Where in the material does the word "TrackScore" appear? Copy each line that has it.

MATERIAL FOR THIS TASK ▸
-=-=-=-=-

//! Analysis engine - orchestrates the track scorers

use crate::fetch::MarkupSource;
use crate::parser::{DocumentModel, HtmlParser};
use crate::{AnalysisRequest, AnalysisResult, DocumentUnavailable, Track, TrackScore};
use rayon::prelude::*;
use tracing::{debug, debug_span, info, info_span, warn, Span};

use super::rules::scorer_for;

/// Main analysis engine that dispatches a document to the track scorers
pub struct AnalysisEngine {
    /// Score the requested tracks on the rayon pool
    parallel: bool,
    parser: HtmlParser,
}

impl AnalysisEngine {
    /// Create a new analysis engine
    pub fn new() -> Self {
        Self {
            parallel: true,
            parser: HtmlParser::new(),
        }
    }

    /// Score tracks one after another on the calling thread
    pub fn sequential(mut self) -> Self {
        self.parallel = false;
        self
    }

    /// Score one track, or the zero-value placeholder when not selected
    pub fn score_track(
        request: &AnalysisRequest,
        track: Track,
        document: &DocumentModel,
    ) -> TrackScore {
        if request.track.includes(track) {
            let scorer = scorer_for(track);
            debug_span!("score", scorer = scorer.name()).in_scope(|| scorer.score(document))
        } else {
            TrackScore::zero()
        }
    }

    /// Score an already-parsed document.
    ///
    /// The result always carries all five tracks; unselected ones hold the
    /// zero-value placeholder.
    pub fn analyze(&self, request: &AnalysisRequest, document: &DocumentModel) -> AnalysisResult {
        let scores: Vec<(Track, TrackScore)> = if self.parallel {
            // rayon workers do not inherit the caller's span
            let parent = Span::current();
            Track::ALL
                .par_iter()
                .map(|&track| {
                    let score = parent.in_scope(|| Self::score_track(request, track, document));
                    (track, score)
                })
                .collect()
        } else {
            Track::ALL
                .iter()
                .map(|&track| (track, Self::score_track(request, track, document)))
                .collect()
        };

        let mut result = AnalysisResult::empty(request.display_name(), &request.url, request.track);
        for (track, score) in scores {
            debug!(track = %track, score = score.score, "scored track");
            result.set_track_score(track, score);
        }
        result
    }

    /// Fetch, parse and score one request
    pub fn run(
        &self,
        request: &AnalysisRequest,
        source: &dyn MarkupSource,
    ) -> Result<AnalysisResult, DocumentUnavailable> {
        let span = info_span!("analyze", url = %request.url, track = %request.track);
        span.in_scope(|| -> Result<AnalysisResult, DocumentUnavailable> {
            let markup = source.fetch(&request.url).inspect_err(|e| {
                warn!(error = %e, "document unavailable");
            })?;
            let document = self.parser.parse(&markup).inspect_err(|e| {
                warn!(error = %e, "document unavailable");
            })?;
            let result = self.analyze(request, &document);
            info!(overall = result.overall_score(), "analyzed page");
            Ok(result)
        })
    }

    /// Analyze multiple requests sequentially
    pub fn analyze_many(
        &self,
        requests: &[AnalysisRequest],
        source: &dyn MarkupSource,
    ) -> Vec<Result<AnalysisResult, DocumentUnavailable>> {
        requests.iter().map(|r| self.run(r, source)).collect()
    }

    /// Analyze multiple requests in parallel using rayon
    pub fn analyze_parallel(
        &self,
        requests: &[AnalysisRequest],
        source: &dyn MarkupSource,
    ) -> Vec<Result<AnalysisResult, DocumentUnavailable>> {
        requests.par_iter().map(|r| self.run(r, source)).collect()
    }

    /// Get aggregate stats from multiple results
    pub fn aggregate_stats(results: &[AnalysisResult]) -> AggregateStats {
        if results.is_empty() {
            return AggregateStats::default();
        }

        let total_score: u32 = results.iter().map(|r| r.overall_score() as u32).sum();
        let average_score = (total_score / results.len() as u32) as u8;
        let total_issues: usize = results.iter().map(|r| r.total_issues()).sum();

        AggregateStats {
            pages_analyzed: results.len(),
            average_score,
            total_issues,
        }
    }
}

impl Default for AnalysisEngine {
    fn default() -> Self {
        Self::new()
    }
}

/// Aggregate statistics from multiple page analyses
#[derive(Debug, Default, Clone, Copy, PartialEq, Eq, serde::Serialize)]
#[serde(rename_all = "camelCase")]
pub struct AggregateStats {
    /// Number of pages analyzed
    pub pages_analyzed: usize,
    /// Average overall score across all pages
    pub average_score: u8,
    /// Total number of issues found
    pub total_issues: usize,
}

#[cfg(test)]
mod tests {
    use super::*;
    use crate::fetch::StaticSource;
    use crate::TrackSelector;

    const PAGE: &str = r#"<!DOCTYPE html><html><head>
        <title>Acme Widgets - Handmade widgets since 1999</title>
        <meta name="viewport" content="width=device-width">
        </head><body><header></header><main><h1>Widgets</h1><h2>Range</h2>
        <img src="w.webp" alt="Widget"></main></body></html>"#;

    fn document(markup: &str) -> DocumentModel {
        HtmlParser::new().parse(markup).unwrap()
    }

    #[test]
    fn test_all_tracks_populated() {
        let request = AnalysisRequest::new("https://acme.test", "Acme", TrackSelector::All);
        let result = AnalysisEngine::new().analyze(&request, &document(PAGE));
        for track in Track::ALL {
            assert!(result.track_score(track).is_populated(), "{} not populated", track);
        }
        assert_eq!(result.name, "Acme");
        assert_eq!(result.url, "https://acme.test");
    }

    #[test]
    fn test_track_isolation() {
        let request = AnalysisRequest::new("https://acme.test", "", TrackSelector::Seo);
        let result = AnalysisEngine::new().analyze(&request, &document(PAGE));
        assert!(result.seo.is_populated());
        for track in [Track::Geo, Track::Compatibility, Track::Eco, Track::Ux] {
            assert_eq!(result.track_score(track), &TrackScore::zero());
        }
        // name defaults to the url
        assert_eq!(result.name, "https://acme.test");
    }

    #[test]
    fn test_parallel_matches_sequential() {
        let request = AnalysisRequest::new("u", "n", TrackSelector::All);
        let doc = document(PAGE);
        let parallel = AnalysisEngine::new().analyze(&request, &doc);
        let sequential = AnalysisEngine::new().sequential().analyze(&request, &doc);
        assert_eq!(parallel, sequential);
    }

    #[test]
    fn test_run_fetches_through_source() {
        let source = StaticSource::new(PAGE);
        let request = AnalysisRequest::new("https://acme.test", "Acme", TrackSelector::Ux);
        let result = AnalysisEngine::new().run(&request, &source).unwrap();
        assert!(result.ux.is_populated());
        assert!(!result.seo.is_populated());
    }

    #[test]
    fn test_run_surfaces_parse_failure() {
        let dir = tempfile::TempDir::new().unwrap();
        let path = dir.path().join("latin1.html");
        std::fs::write(&path, b"<p>caf\xe9</p>").unwrap();

        let request = AnalysisRequest::new(path.display().to_string(), "", TrackSelector::All);
        let err = AnalysisEngine::new()
            .run(&request, &crate::fetch::FileSource::new())
            .unwrap_err();
        assert_eq!(err.kind(), "parse");
    }

    #[test]
    fn test_run_scores_page_with_stray_nul() {
        let source = StaticSource::new(format!("{}\0", PAGE));
        let request = AnalysisRequest::new("https://acme.test", "", TrackSelector::All);
        let result = AnalysisEngine::new().run(&request, &source).unwrap();
        assert!(result.seo.is_populated());
    }

    #[test]
    fn test_run_under_subscriber_leaves_no_span_entered() {
        let subscriber = tracing_subscriber::fmt()
            .with_max_level(tracing::Level::DEBUG)
            .with_test_writer()
            .finish();
        tracing::subscriber::with_default(subscriber, || {
            let source = StaticSource::new(PAGE);
            let request = AnalysisRequest::new("https://acme.test", "", TrackSelector::All);
            let parallel = AnalysisEngine::new().run(&request, &source).unwrap();
            assert!(Span::current().is_none());

            let sequential = AnalysisEngine::new()
                .sequential()
                .run(&request, &source)
                .unwrap();
            assert_eq!(parallel, sequential);
        });
    }

    #[test]
    fn test_analyze_many_and_parallel_agree() {
        let source = StaticSource::new(PAGE);
        let requests: Vec<AnalysisRequest> = (0..4)
            .map(|i| {
                AnalysisRequest::new(format!("https://acme.test/{}", i), "", TrackSelector::All)
            })
            .collect();
        let engine = AnalysisEngine::new();
        let many: Vec<_> = engine
            .analyze_many(&requests, &source)
            .into_iter()
            .map(|r| r.unwrap())
            .collect();
        let parallel: Vec<_> = engine
            .analyze_parallel(&requests, &source)
            .into_iter()
            .map(|r| r.unwrap())
            .collect();
        assert_eq!(many, parallel);
    }

    #[test]
    fn test_aggregate_stats() {
        let source = StaticSource::new(PAGE);
        let engine = AnalysisEngine::new();
        let results: Vec<AnalysisResult> = ["a", "b"]
            .iter()
            .map(|u| {
                engine
                    .run(&AnalysisRequest::new(*u, "", TrackSelector::All), &source)
                    .unwrap()
            })
            .collect();
        let stats = AnalysisEngine::aggregate_stats(&results);
        assert_eq!(stats.pages_analyzed, 2);
        assert_eq!(stats.average_score, results[0].overall_score());
        assert_eq!(stats.total_issues, results[0].total_issues() * 2);

        assert_eq!(AnalysisEngine::aggregate_stats(&[]), AggregateStats::default());
    }
}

-=-=-=-=-

SOLUTION TO THIS EXERCISE ▸
use crate::{AnalysisRequest, AnalysisResult, DocumentUnavailable, Track, TrackScore};
    ) -> TrackScore {
            TrackScore::zero()
        let scores: Vec<(Track, TrackScore)> = if self.parallel {
            assert_eq!(result.track_score(track), &TrackScore::zero());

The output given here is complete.